COSIMA / cosima-cookbook

Framework for indexing and querying ocean-sea ice model output.
https://cosima-recipes.readthedocs.io/en/latest/
Apache License 2.0
58 stars 25 forks source link

More database structure musings #134

Open aidanheerdegen opened 5 years ago

aidanheerdegen commented 5 years ago

Currently it is possible to decouple the experiment name from its location, which I think is potentially a good thing. name could be added to the metadata file, so an experiment name need not be tied to a particular choice of directory name. This would allow, say, spinup to be the name of the most recent spinup.

This is a good and bad thing. Convenient, but difficult for reproducibility. How would users know they are using the same dataset as the had in the past when specifying just a name.

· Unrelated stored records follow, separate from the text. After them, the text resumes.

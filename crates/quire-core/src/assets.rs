//! Asset coordination between the editor and the media gallery.
//!
//! ## Learning: Shared State Across Tasks
//!
//! The coordinator is `Clone`, and every clone shares the same cache and
//! upload counter through `Arc`. A UI can move a clone into a spawned task
//! to run an upload while the session keeps editing; when the task
//! finishes, the session sees the new asset in the shared cache.
//!
//! Locks are `tokio::sync::RwLock`, and no guard is ever held across a
//! gallery request: requests run first, the cache is updated afterwards.

use std::fmt;
use std::path::Path;
use std::sync::Arc;
use std::sync::atomic::{AtomicUsize, Ordering};

use async_trait::async_trait;
use quire_model::Node;
use serde::{Deserialize, Serialize};
use tokio::sync::RwLock;
use tracing::{debug, info, warn};

use crate::config::GalleryConfig;
use crate::event::{EditorEvent, EventBus};

/// A media item in the remote gallery.
#[derive(Debug, Clone, PartialEq, Eq, Serialize, Deserialize)]
#[serde(rename_all = "camelCase")]
pub struct Asset {
    /// URL of the media
    pub src: String,
    /// Alternative text, if the gallery has one
    #[serde(default, skip_serializing_if = "Option::is_none")]
    pub alt_text: Option<String>,
}

impl Asset {
    pub fn new(src: impl Into<String>, alt_text: Option<String>) -> Self {
        Self {
            src: src.into(),
            alt_text,
        }
    }
}

/// A file picked on the user's machine, not yet uploaded.
#[derive(Clone, PartialEq, Eq)]
pub struct LocalFile {
    pub name: String,
    /// MIME type, e.g. `image/png`
    pub content_type: String,
    pub bytes: Vec<u8>,
}

impl LocalFile {
    pub fn new(name: impl Into<String>, content_type: impl Into<String>, bytes: Vec<u8>) -> Self {
        Self {
            name: name.into(),
            content_type: content_type.into(),
            bytes,
        }
    }

    /// Reads a file from disk, guessing its type from the extension.
    pub async fn from_path(path: impl AsRef<Path>) -> std::io::Result<Self> {
        let path = path.as_ref();
        let bytes = tokio::fs::read(path).await?;
        let name = path
            .file_name()
            .map(|n| n.to_string_lossy().into_owned())
            .unwrap_or_default();
        let content_type = content_type_for(path).to_string();
        Ok(Self {
            name,
            content_type,
            bytes,
        })
    }

    pub fn len(&self) -> usize {
        self.bytes.len()
    }

    pub fn is_empty(&self) -> bool {
        self.bytes.is_empty()
    }
}

impl fmt::Debug for LocalFile {
    fn fmt(&self, f: &mut fmt::Formatter<'_>) -> fmt::Result {
        f.debug_struct("LocalFile")
            .field("name", &self.name)
            .field("content_type", &self.content_type)
            .field("len", &self.bytes.len())
            .finish()
    }
}

fn content_type_for(path: &Path) -> &'static str {
    let ext = path
        .extension()
        .map(|e| e.to_string_lossy().to_ascii_lowercase())
        .unwrap_or_default();
    match ext.as_str() {
        "png" => "image/png",
        "jpg" | "jpeg" => "image/jpeg",
        "gif" => "image/gif",
        "webp" => "image/webp",
        "svg" => "image/svg+xml",
        _ => "application/octet-stream",
    }
}

/// Asset errors.
///
/// Remote failures can be retried by the user; local validation failures
/// cannot, the file itself has to change.
#[derive(Debug, Clone, PartialEq, Eq, thiserror::Error)]
pub enum AssetError {
    #[error("Failed to list gallery assets: {0}")]
    List(String),

    #[error("Failed to upload {name}: {reason}")]
    Upload { name: String, reason: String },

    #[error("{name} is {size} bytes; the upload limit is {limit} bytes")]
    TooLarge {
        name: String,
        size: usize,
        limit: usize,
    },

    #[error("{name} has unsupported type {content_type}")]
    UnsupportedType { name: String, content_type: String },

    #[error("{0} is not in the gallery")]
    NotInGallery(String),
}

impl AssetError {
    /// Returns true if trying again may succeed.
    pub fn is_retryable(&self) -> bool {
        matches!(self, AssetError::List(_) | AssetError::Upload { .. })
    }
}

Which brings me back to thinking about versioning, and uniquely identifying datasets.

Possible solution (or beginning of one): generate a uuid for each dataset and save it in the metadata file (create if it doesn't already exist).

This would solve another issue I have been thinking about: uniqueness. It should be possible to have the same experiment name for different models. Not only possible, but potentially desirable. That way every model can have a spinup experiment, say. This is possible if the uuid is the only column on which we force uniqueness.

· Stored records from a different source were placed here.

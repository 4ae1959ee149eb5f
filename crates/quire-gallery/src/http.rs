//! HTTP client for the remote media gallery.
//!
//! The service exposes one collection:
//!
//! - `GET {base}/assets` returns `{ "assets": [ { "src": ..., "altText": ... } ] }`
//! - `POST {base}/assets` takes a multipart form with a `file` part and
//!   returns the stored asset
//!
//! Non-success statuses become errors carrying the status and body. Nothing
//! is retried here; retrying is the user's call.

use std::time::Duration;

use async_trait::async_trait;
use quire_core::config::GalleryConfig;
use quire_core::{Asset, AssetError, GalleryClient, LocalFile};
use reqwest::multipart::{Form, Part};
use reqwest::{Client, Response, Url};
use serde::Deserialize;
use tracing::{debug, info, warn};

use crate::{GalleryError, GalleryResult};

#[derive(Debug, Deserialize)]
struct ListResponse {
    #[serde(default)]
    assets: Vec<Asset>,
}

/// Gallery backed by the media service's HTTP API.
#[derive(Debug, Clone)]
pub struct HttpGallery {
    client: Client,
    assets_url: Url,
}

impl HttpGallery {
    /// Creates a client for the service rooted at `base_url`.
    pub fn new(base_url: &str, timeout: Duration) -> GalleryResult<Self> {
        let assets_url = assets_url(base_url)?;
        let client = Client::builder().timeout(timeout).build()?;
        Ok(Self { client, assets_url })
    }

    pub fn from_config(config: &GalleryConfig) -> GalleryResult<Self> {
        Self::new(&config.base_url, config.request_timeout())
    }

    /// The collection URL requests go to.
    pub fn assets_url(&self) -> &Url {
        &self.assets_url
    }
}

#[async_trait]
impl GalleryClient for HttpGallery {
    async fn list(&self) -> Result<Vec<Asset>, AssetError> {
        debug!("GET {}", self.assets_url);
        let resp = self
            .client
            .get(self.assets_url.clone())
            .send()
            .await
            .map_err(|e| AssetError::List(e.to_string()))?;
        let resp = check_status(resp).await.map_err(AssetError::List)?;

        let body: ListResponse = resp
            .json()
            .await
            .map_err(|e| AssetError::List(format!("invalid response: {}", e)))?;
        debug!("Gallery returned {} assets", body.assets.len());
        Ok(body.assets)
    }

    async fn upload(&self, file: &LocalFile) -> Result<Asset, AssetError> {
        let upload_error = |reason: String| AssetError::Upload {
            name: file.name.clone(),
            reason,
        };

        let part = Part::bytes(file.bytes.clone())
            .file_name(file.name.clone())
            .mime_str(&file.content_type)
            .map_err(|e| upload_error(e.to_string()))?;
        let form = Form::new().part("file", part);

        debug!("POST {} ({} bytes)", self.assets_url, file.len());
        let resp = self
            .client
            .post(self.assets_url.clone())
            .multipart(form)
            .send()
            .await
            .map_err(|e| upload_error(e.to_string()))?;
        let resp = check_status(resp).await.map_err(upload_error)?;

        let asset: Asset = resp
            .json()
            .await
            .map_err(|e| upload_error(format!("invalid response: {}", e)))?;
        info!("Gallery stored {} at {}", file.name, asset.src);
        Ok(asset)
    }
}

/// Turns a non-success response into a message with status and body.
async fn check_status(resp: Response) -> Result<Response, String> {
    if resp.status().is_success() {
        return Ok(resp);
    }
    let status = resp.status();
    let body = resp.text().await.unwrap_or_default();
    warn!("Gallery answered {}: {}", status, body);
    Err(format!("{} - {}", status, body))
}

fn assets_url(base_url: &str) -> GalleryResult<Url> {
    let invalid = |reason: String| GalleryError::InvalidUrl {
        url: base_url.to_string(),
        reason,
    };
    let base = Url::parse(base_url).map_err(|e| invalid(e.to_string()))?;
    if !matches!(base.scheme(), "http" | "https") {
        return Err(invalid(format!("unsupported scheme {}", base.scheme())));
    }
    let joined = format!("{}/assets", base.as_str().trim_end_matches('/'));
    Url::parse(&joined).map_err(|e| invalid(e.to_string()))
}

It does make data discovery trickier. If you ask for all the experiments it may return 7 all named spinup. So I would advocate for adding a model column to the experiments table, and a corresponding field in the metadata file, unless there is a better way to extract model name from the outputs.

We can also easily handle versioning in this way. Multiple experiments can have the same name even for the same model, but unique ids. For this reason I would also advocate adding a version column to the experiments table. It could be specified in the metadata, or could require uniqueness for experiment+model+version and auto-increment version if there is a clash.

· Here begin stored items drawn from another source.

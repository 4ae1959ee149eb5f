//! Tokenizer for stored post markup.
//!
//! The lexer only finds tag boundaries; attributes are picked apart by
//! [`parse_open_tag`] once a tag is known to be well formed.

use logos::Logos;

/// Raw markup tokens.
#[derive(Logos, Debug, Clone, PartialEq, Eq)]
#[logos(skip r"<!--([^-]|-[^-])*-->")]
pub enum Token<'src> {
    /// `<name attr="value" ...>` or `<name ... />`
    #[regex(
        r#"<[a-zA-Z][a-zA-Z0-9]*([ \t\r\n]+[a-zA-Z_:][-a-zA-Z0-9_:.]*([ \t\r\n]*=[ \t\r\n]*("[^"]*"|'[^']*'|[^ \t\r\n"'=<>`/]+))?)*[ \t\r\n]*/?>"#,
        |lex| lex.slice()
    )]
    OpenTag(&'src str),

    /// `</name>`
    #[regex(r"</[a-zA-Z][a-zA-Z0-9]*[ \t\r\n]*>", close_name)]
    CloseTag(&'src str),

    /// Character data between tags, still entity-encoded.
    #[regex(r"[^<]+", |lex| lex.slice())]
    Text(&'src str),
}

fn close_name<'src>(lex: &mut logos::Lexer<'src, Token<'src>>) -> &'src str {
    lex.slice()[2..].trim_end_matches('>').trim_end()
}

/// An opening tag split into its parts.
#[derive(Debug, Clone, PartialEq, Eq)]
pub struct OpenTag {
    /// Lowercased tag name.
    pub name: String,
    /// Attributes in source order, names lowercased, values still encoded.
    pub attrs: Vec<(String, String)>,
    pub self_closing: bool,
}

impl OpenTag {
    /// Returns the raw value of an attribute.
    pub fn attr(&self, name: &str) -> Option<&str> {
        self.attrs
            .iter()
            .find(|(n, _)| n == name)
            .map(|(_, v)| v.as_str())
    }

    /// Returns true if the attribute is present, with or without a value.
    pub fn has_attr(&self, name: &str) -> bool {
        self.attrs.iter().any(|(n, _)| n == name)
    }
}

/// Splits a lexed opening tag into name and attributes.
pub fn parse_open_tag(raw: &str) -> OpenTag {
    let inner = raw.trim_start_matches('<').trim_end_matches('>');
    let (inner, self_closing) = match inner.strip_suffix('/') {
        Some(rest) => (rest, true),
        None => (inner, false),
    };

    let name_end = inner
        .find(|c: char| c.is_ascii_whitespace())
        .unwrap_or(inner.len());
    let name = inner[..name_end].to_ascii_lowercase();
    let mut rest = inner[name_end..].trim_start();
    let mut attrs = Vec::new();

    while !rest.is_empty() {
        let key_end = rest
            .find(|c: char| c.is_ascii_whitespace() || c == '=')
            .unwrap_or(rest.len());
        let key = rest[..key_end].to_ascii_lowercase();
        rest = rest[key_end..].trim_start();

        let value = if let Some(after_eq) = rest.strip_prefix('=') {
            let after_eq = after_eq.trim_start();
            let (value, remaining) = match after_eq.chars().next() {
                Some(quote @ ('"' | '\'')) => {
                    let body = &after_eq[1..];
                    let end = body.find(quote).unwrap_or(body.len());
                    (&body[..end], body.get(end + 1..).unwrap_or(""))
                }
                _ => {
                    let end = after_eq
                        .find(|c: char| c.is_ascii_whitespace())
                        .unwrap_or(after_eq.len());
                    (&after_eq[..end], &after_eq[end..])
                }
            };
            rest = remaining.trim_start();
            value.to_string()
        } else {
            String::new()
        };
        attrs.push((key, value));
    }

    OpenTag {
        name,
        attrs,
        self_closing,
    }
}

#[cfg(test)]
mod tests {
    use super::*;

    fn tokens(input: &str) -> Vec<Token<'_>> {
        Token::lexer(input).map(|t| t.unwrap()).collect()
    }

    #[test]
    fn test_tag_boundaries() {
        assert_eq!(
            tokens(r#"<p>a &amp; b</p><img src="/x.png">"#),
            vec![
                Token::OpenTag("<p>"),
                Token::Text("a &amp; b"),
                Token::CloseTag("p"),
                Token::OpenTag(r#"<img src="/x.png">"#),
            ]
        );
    }

    #[test]
    fn test_comments_are_skipped() {
        assert_eq!(
            tokens("<p>a<!-- note -->b</p>"),
            vec![
                Token::OpenTag("<p>"),
                Token::Text("a"),
                Token::Text("b"),
                Token::CloseTag("p"),
            ]
        );
    }

    #[test]
    fn test_unterminated_tag_is_an_error() {
        assert!(Token::lexer("<p").any(|t| t.is_err()));
    }

    #[test]
    fn test_parse_open_tag_attributes() {
        let tag = parse_open_tag(
            r#"<IFRAME src="https://www.youtube.com/embed/abc" data-video-id='abc' allowfullscreen>"#,
        );
        assert_eq!(tag.name, "iframe");
        assert_eq!(tag.attr("src"), Some("https://www.youtube.com/embed/abc"));
        assert_eq!(tag.attr("data-video-id"), Some("abc"));
        assert!(tag.has_attr("allowfullscreen"));
        assert!(!tag.self_closing);
    }

    #[test]
    fn test_self_closing() {
        let tag = parse_open_tag("<hr/>");
        assert_eq!(tag.name, "hr");
        assert!(tag.self_closing);
        assert!(tag.attrs.is_empty());
    }
}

I know I said don't change this anymore, and maybe this could be done after the winter school, but I would strongly advocate for this, or something like this before publishing to a wider audience.

aidanheerdegen commented 4 years ago

Related https://github.com/COSIMA/cosima-cookbook/issues/168

aidanheerdegen commented 4 years ago

I'm not sure how useful a lot of these ideas are any longer, thought it was a good idea I had to add a model field in the DB, that is now inferred in the explorer, but probably should be a field in the DB. See https://github.com/COSIMA/cosima-cookbook/issues/182

angus-g commented 4 years ago

We could probably add model as a heuristic (hybrid?) property on the NCFile or NCVar models -- I'm not such a fan of storing it in the database itself, but we can easily derive it from data available on those models (you pull it out of the file's path, right?)